Every year students on the MA in Contemporary Art curate a show in the Cookhouse Gallery at Chelsea College of Art and Design, featuring work by students on the MA Fine Art programme at Chelsea. This is a voluntary project and for those who take part, the culmination of year-long conversations with artists at Chelsea. This year, for the first time, Sotheby's Institute of Art students curated two shows at Chelsea. Here are their accounts of those shows.
The Boot
The title of this show was taken from the phrase “to be given the boot”. If you are given the boot, you are not wanted. Curated by Natalie Shanoff and Wenxin Wen, the show included works by Phillip Rhys Olney and Hyemin Gil, who explored people and experiences marginalized in today’s world. The show started outside the gallery with two sound pieces, recordings of motorcycle engines by Phillip Rhys Olney. These recordings, with their almost inaudible differences, were followed by a room with a series of photographs in which the artist reflected on his childhood, his experience of growing up with a father who was obsessed with motorcycles. Together the works formed a moving portrait. In the next room, the visitor was confronted by a site-specific installation by Hyemin Gil. A large suspended net had poems and other texts by the artist attached to it. The installation communicated our more elusive memories and senses. With melting ice cubes tied to the net, time flowed through the drops of water, wetting the sheets of paper. On the floor in the last room was a pair of old boots surrounded by piles of leaves.

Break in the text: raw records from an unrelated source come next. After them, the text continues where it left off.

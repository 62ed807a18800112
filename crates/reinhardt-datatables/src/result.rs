//! Result of a data fetch

/// One page of rows returned by a table's data loader
///
/// `total_count` counts every row before filtering; `filtered_count`, when
/// present, counts the rows matching the request's search terms.
#[derive(Debug, Clone, PartialEq, Eq)]
pub struct DataResult<R> {
	rows: Vec<R>,
	total_count: usize,
	filtered_count: Option<usize>,
}

impl<R> DataResult<R> {
	/// Creates a result without a filtered count
	pub fn new(rows: Vec<R>, total_count: usize) -> Self {
		Self {
			rows,
			total_count,
			filtered_count: None,
		}
	}

	/// Sets the number of rows matching the request's filters
	pub fn with_filtered_count(mut self, filtered_count: usize) -> Self {
		self.filtered_count = Some(filtered_count);
		self
	}

	/// Rows of the page
	pub fn rows(&self) -> &[R] {
		&self.rows
	}

	/// Consumes the result, returning its rows
	pub fn into_rows(self) -> Vec<R> {
		self.rows
	}

	/// Number of rows before filtering
	pub fn total_count(&self) -> usize {
		self.total_count
	}

	/// Number of rows after filtering, if the loader reported one
	pub fn filtered_count(&self) -> Option<usize> {
		self.filtered_count
	}

	/// Row count the client should display: the filtered count when known,
	/// otherwise the total
	pub fn display_count(&self) -> usize {
		self.filtered_count.unwrap_or(self.total_count)
	}
}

The show ended with a performance in which visitors were invited to walk around gallery space with mud on their shoes, leaving traces as witnesses of the show and the marginal figures that were celebrated in it.
Handle with Care
Curated by Clara Greenfield and Mackenzie Montgomery, this show at the Cookhouse Gallery focused on the vulnerability of the body. The exhibition featured works by Chelsea College of Art MA artists: Aleksander Nærbø, Naïstini Valaydon, Coco WA and Shujing Huang. The artists’ works emerged from their personal relationships with their bodies and their thoughts on how society deems a body should look or act. Theatrically staged murals by Nærbø set the scene for his deeply personal performance piece Dear Diary, which dealt with issues from body dysmorphia to sexual abuse. Tapestry and photographs by WA reflected the core of her practice: the denial of harmful ideals of womanhood and bodily appearance. As a textile artist, she finds power in the traditionally overlooked ‘feminine’ practice of embroidery, subverting and updating its connotations. In the third room, Huang’s film A, beautifully conveys a loss of agency as her body is objectified, transitioning into common objects and appliances found within the home. Finally, projected onto the walls and so encompassing the last room, Valaydon’s audio-visual work Take Me Home immersed the viewer within fragmented images of the female body, encouraging the visitor to reflect on the objectification of women. Through a variety of media and forms, the show provoked visitors to reflect upon their own relationships with their bodies and vulnerability.